Ein linker Theoretiker erklärt die Krise

Karl Heinz Roth, 66

■ Arzt und Historiker, leitet die Bremer Stiftung für Sozialgeschichte. F: VSA-Verlag

taz: Ist die Krise jetzt vorbei?

Karl Heinz Roth: Nein, die Krise ist keineswegs ausgestanden. Es ist vielmehr relativ wahrscheinlich, dass ein langjähriger Depressionsprozess bevorsteht.

Die Konjunkturindikatoren zeigen doch schon wieder nach oben.

Natürlich gab es weltweit Erholungstendenzen, China hat sich als Wachstumsmotor etabliert, die Industrienationen konnten sich auf niedrigem Niveau stabilisieren.

Aber?

Es gibt starke Indizien für einen neuen Einbruch, etwa eine Preisdeflation, also sinkende Preise. Vor allem die Transportindustrie ist betroffen, der weltweite Containerumschlag ist um 40 Prozent gegenüber dem Sommer 2008 zurück gegangen. Das geht jetzt erst richtig los.

Haben alle Konjunkturpakete also nichts genützt?

Wohl nur vorübergehend. Dabei waren die Stabilisierungspakete welthistorisch einmalig, es wurden weitaus größere Summen als etwa im New Deal verteilt. Nun ist das Pulver verschossen, die Staatsschulden sind extrem angewachsen und niemand weiß, wie das ausgestanden werden soll.

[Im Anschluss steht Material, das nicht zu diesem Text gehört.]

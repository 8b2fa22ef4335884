use std::collections::BTreeMap;
use std::sync::{Arc, Mutex};

use chrono::{DateTime, Utc};
use serde::{Deserialize, Serialize};
use uuid::Uuid;

use crate::domain::conversation::ConversationId;

#[derive(Clone, Debug, PartialEq, Eq, Serialize, Deserialize)]
pub enum AuditCategory {
    Turn,
    Invocation,
    Tool,
    Persistence,
    System,
}

#[derive(Clone, Debug, PartialEq, Eq, Serialize, Deserialize)]
pub enum AuditOutcome {
    Success,
    Rejected,
    Failed,
}

#[derive(Clone, Debug, PartialEq, Eq, Serialize, Deserialize)]
pub struct AuditEvent {
    pub event_id: String,
    pub conversation_id: Option<ConversationId>,
    pub correlation_id: String,
    pub event_type: String,
    pub category: AuditCategory,
    pub actor: String,
    pub outcome: AuditOutcome,
    pub metadata: BTreeMap<String, String>,
    pub occurred_at: DateTime<Utc>,
}

impl AuditEvent {
    pub fn new(
        conversation_id: Option<ConversationId>,
        correlation_id: impl Into<String>,
        event_type: impl Into<String>,
        category: AuditCategory,
        actor: impl Into<String>,
        outcome: AuditOutcome,
    ) -> Self {
        Self {
            event_id: Uuid::new_v4().to_string(),
            conversation_id,
            correlation_id: correlation_id.into(),
            event_type: event_type.into(),
            category,
            actor: actor.into(),
            outcome,
            metadata: BTreeMap::new(),
            occurred_at: Utc::now(),
        }
    }

    pub fn with_metadata(mut self, key: impl Into<String>, value: impl Into<String>) -> Self {
        self.metadata.insert(key.into(), value.into());
        self
    }
}

/// Fire-and-forget event consumer. Implementations must not block the turn
/// and must not fail it.
pub trait AuditSink: Send + Sync {
    fn emit(&self, event: AuditEvent);
}

#[derive(Clone, Default)]
pub struct InMemoryAuditSink {
    events: Arc<Mutex<Vec<AuditEvent>>>,
}

impl InMemoryAuditSink {
    pub fn events(&self) -> Vec<AuditEvent> {
        match self.events.lock() {
            Ok(events) => events.clone(),
            Err(poisoned) => poisoned.into_inner().clone(),
        }
    }
}

impl AuditSink for InMemoryAuditSink {
    fn emit(&self, event: AuditEvent) {
        match self.events.lock() {
            Ok(mut events) => events.push(event),
            Err(poisoned) => poisoned.into_inner().push(event),
        }
    }
}

/// Production sink: forwards events onto the log stream.
#[derive(Clone, Copy, Default)]
pub struct TracingAuditSink;

impl AuditSink for TracingAuditSink {
    fn emit(&self, event: AuditEvent) {
        let conversation_id =
            event.conversation_id.as_ref().map(|id| id.0.as_str()).unwrap_or("unknown");
        let metadata = serde_json::to_string(&event.metadata).unwrap_or_default();
        tracing::info!(
            event_name = %event.event_type,
            correlation_id = %event.correlation_id,
            conversation_id = %conversation_id,
            actor = %event.actor,
            outcome = ?event.outcome,
            metadata = %metadata,
            "audit event"
        );
    }
}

Wird unter Schwarz-Gelb alles schlimmer?

Der Koalitionsvertrag ist sehr raffiniert, die Verschärfungen des Sozialabbaus sind vertagt auf die nächsten Jahre. Die Konservativen können es ruhig angehen lassen: Die wirklich üblen Dinge wurden schon in den Jahren davor gemacht.